- TASK BRIEF:
Copy each line containing the word "PartialTreeConfig" from the records that follow, please.

- RECORDS SHOWN:
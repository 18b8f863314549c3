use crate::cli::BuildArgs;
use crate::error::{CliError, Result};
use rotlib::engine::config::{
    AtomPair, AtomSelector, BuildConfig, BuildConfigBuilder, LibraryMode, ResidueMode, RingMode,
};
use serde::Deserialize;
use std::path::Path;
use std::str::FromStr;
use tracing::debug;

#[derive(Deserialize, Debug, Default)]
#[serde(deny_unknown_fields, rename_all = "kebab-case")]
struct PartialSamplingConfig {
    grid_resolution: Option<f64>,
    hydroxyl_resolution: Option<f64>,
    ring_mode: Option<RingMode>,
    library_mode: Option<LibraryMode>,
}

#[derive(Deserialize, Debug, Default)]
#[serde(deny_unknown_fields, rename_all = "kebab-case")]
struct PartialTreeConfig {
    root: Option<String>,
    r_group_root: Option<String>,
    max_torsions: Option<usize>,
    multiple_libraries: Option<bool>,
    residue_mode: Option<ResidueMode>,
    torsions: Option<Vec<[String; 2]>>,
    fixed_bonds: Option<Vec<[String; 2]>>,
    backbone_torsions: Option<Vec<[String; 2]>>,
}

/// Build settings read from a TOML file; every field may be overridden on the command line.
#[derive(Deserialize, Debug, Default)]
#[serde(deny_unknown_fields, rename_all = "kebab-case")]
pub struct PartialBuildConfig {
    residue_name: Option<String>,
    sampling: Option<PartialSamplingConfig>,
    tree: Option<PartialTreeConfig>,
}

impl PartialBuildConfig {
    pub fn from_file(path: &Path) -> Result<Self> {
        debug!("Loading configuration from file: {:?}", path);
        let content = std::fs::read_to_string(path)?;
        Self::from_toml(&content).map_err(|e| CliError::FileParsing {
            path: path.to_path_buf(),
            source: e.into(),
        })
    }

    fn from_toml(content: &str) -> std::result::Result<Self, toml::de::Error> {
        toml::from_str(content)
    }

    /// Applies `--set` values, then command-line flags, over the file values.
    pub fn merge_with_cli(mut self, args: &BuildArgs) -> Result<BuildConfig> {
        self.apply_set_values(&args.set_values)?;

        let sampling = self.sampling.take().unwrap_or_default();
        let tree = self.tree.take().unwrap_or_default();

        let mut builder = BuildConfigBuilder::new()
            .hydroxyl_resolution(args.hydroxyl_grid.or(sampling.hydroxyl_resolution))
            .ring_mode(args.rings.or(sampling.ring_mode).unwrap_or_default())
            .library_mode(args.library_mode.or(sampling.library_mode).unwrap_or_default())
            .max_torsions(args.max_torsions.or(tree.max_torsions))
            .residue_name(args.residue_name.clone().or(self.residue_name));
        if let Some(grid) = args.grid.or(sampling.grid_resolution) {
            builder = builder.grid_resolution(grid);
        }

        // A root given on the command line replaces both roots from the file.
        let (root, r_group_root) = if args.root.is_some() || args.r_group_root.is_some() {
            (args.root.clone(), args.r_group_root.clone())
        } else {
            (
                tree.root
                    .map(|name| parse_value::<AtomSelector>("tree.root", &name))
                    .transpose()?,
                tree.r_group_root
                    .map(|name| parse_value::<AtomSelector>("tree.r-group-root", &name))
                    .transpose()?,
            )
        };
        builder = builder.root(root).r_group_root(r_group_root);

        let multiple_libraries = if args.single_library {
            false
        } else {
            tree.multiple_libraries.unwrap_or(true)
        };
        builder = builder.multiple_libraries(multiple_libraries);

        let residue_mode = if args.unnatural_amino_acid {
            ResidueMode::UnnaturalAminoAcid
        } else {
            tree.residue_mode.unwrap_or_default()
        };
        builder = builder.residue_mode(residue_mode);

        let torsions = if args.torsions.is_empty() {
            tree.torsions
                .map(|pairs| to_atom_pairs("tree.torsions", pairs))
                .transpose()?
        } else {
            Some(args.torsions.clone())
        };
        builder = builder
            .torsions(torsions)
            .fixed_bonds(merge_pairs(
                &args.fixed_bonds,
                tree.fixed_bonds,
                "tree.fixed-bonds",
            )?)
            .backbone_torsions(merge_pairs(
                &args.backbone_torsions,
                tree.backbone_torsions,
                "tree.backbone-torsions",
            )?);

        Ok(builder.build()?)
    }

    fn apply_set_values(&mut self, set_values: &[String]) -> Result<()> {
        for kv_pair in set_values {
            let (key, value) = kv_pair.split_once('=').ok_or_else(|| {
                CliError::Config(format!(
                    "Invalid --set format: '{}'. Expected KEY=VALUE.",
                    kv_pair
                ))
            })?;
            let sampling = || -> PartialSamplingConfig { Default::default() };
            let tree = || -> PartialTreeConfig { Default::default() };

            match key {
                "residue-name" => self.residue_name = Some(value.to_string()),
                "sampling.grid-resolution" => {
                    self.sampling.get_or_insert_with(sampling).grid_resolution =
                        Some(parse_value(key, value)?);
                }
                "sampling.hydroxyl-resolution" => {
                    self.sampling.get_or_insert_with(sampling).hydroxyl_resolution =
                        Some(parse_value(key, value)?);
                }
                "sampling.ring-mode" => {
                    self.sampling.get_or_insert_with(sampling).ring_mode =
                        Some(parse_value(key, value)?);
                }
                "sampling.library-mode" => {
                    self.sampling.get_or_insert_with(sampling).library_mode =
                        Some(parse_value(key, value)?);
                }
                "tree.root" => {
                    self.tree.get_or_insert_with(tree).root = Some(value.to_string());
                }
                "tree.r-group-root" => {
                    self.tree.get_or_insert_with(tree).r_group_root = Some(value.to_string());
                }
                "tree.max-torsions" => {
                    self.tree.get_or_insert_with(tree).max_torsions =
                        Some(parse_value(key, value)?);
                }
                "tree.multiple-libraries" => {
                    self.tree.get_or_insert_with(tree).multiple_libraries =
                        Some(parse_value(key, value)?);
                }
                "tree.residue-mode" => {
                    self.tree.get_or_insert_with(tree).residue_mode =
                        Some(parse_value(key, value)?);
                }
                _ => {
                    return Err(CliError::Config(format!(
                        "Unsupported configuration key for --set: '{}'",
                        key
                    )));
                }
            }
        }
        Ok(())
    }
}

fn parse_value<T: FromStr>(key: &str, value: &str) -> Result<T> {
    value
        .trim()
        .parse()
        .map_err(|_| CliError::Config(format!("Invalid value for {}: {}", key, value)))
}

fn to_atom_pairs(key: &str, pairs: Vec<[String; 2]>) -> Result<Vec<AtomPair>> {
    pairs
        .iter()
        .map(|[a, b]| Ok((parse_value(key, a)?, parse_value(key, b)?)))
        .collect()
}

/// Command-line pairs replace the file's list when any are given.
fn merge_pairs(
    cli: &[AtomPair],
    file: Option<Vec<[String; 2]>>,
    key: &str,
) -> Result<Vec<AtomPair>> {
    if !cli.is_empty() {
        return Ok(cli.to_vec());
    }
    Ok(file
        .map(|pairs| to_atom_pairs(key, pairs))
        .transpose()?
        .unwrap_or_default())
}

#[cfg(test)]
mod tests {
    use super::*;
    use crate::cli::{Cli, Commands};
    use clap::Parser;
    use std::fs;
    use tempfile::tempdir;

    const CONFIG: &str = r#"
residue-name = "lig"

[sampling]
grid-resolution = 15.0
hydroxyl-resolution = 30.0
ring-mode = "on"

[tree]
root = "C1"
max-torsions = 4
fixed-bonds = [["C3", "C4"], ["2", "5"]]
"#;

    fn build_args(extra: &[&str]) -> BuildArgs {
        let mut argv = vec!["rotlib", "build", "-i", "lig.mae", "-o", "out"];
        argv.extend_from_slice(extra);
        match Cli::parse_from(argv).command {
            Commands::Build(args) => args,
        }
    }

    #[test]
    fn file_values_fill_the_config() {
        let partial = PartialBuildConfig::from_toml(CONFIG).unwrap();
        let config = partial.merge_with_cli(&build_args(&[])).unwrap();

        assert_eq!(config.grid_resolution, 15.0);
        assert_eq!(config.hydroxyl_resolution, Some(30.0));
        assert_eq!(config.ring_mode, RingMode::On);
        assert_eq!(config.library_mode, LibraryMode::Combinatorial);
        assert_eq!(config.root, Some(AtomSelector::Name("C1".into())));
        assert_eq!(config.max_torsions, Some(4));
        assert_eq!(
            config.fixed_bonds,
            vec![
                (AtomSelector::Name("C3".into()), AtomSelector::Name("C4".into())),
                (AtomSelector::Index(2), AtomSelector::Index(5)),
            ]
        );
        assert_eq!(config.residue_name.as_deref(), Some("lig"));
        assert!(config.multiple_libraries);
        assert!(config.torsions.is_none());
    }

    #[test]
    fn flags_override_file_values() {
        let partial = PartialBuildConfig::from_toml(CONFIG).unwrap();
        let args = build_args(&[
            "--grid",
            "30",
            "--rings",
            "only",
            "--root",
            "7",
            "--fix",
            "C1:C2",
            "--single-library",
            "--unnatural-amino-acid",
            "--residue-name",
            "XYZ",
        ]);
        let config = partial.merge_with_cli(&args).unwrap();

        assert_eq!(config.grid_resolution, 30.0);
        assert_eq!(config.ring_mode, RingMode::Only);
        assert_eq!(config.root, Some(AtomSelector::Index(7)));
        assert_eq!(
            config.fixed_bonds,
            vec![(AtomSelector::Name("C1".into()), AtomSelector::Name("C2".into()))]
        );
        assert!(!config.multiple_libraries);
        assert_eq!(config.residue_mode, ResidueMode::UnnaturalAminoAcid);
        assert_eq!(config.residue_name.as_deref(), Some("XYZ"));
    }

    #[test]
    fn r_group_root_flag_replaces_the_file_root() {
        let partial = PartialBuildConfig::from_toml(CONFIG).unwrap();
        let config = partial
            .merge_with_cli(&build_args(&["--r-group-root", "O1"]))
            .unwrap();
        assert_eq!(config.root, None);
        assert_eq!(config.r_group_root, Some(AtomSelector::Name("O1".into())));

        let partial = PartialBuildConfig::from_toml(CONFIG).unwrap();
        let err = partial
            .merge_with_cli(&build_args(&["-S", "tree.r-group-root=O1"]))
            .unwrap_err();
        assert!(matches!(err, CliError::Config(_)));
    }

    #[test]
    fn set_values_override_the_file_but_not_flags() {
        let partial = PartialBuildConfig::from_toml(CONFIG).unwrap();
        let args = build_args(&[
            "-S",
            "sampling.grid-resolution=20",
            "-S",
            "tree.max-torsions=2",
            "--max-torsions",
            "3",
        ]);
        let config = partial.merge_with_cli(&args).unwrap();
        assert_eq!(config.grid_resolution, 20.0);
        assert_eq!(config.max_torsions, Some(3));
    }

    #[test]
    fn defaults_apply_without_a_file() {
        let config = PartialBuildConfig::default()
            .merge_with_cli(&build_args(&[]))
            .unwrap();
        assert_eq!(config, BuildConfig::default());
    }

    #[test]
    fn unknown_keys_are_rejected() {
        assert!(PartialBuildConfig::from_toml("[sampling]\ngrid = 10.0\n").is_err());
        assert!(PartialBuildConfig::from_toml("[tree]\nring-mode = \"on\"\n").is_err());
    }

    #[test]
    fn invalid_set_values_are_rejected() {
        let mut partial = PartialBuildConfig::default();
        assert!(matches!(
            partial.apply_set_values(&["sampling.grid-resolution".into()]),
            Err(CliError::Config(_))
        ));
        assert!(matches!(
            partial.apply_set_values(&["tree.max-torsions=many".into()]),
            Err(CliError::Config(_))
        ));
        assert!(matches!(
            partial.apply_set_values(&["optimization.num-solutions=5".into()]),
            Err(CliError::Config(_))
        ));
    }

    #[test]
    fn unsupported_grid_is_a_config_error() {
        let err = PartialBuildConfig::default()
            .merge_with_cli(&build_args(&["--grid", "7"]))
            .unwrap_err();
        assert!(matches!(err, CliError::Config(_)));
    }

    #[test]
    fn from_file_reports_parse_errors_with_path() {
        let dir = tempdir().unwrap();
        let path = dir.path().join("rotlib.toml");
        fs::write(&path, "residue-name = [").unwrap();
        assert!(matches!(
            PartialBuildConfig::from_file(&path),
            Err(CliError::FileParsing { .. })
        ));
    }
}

- RESULT:
struct PartialTreeConfig {
    tree: Option<PartialTreeConfig>,
            let tree = || -> PartialTreeConfig { Default::default() };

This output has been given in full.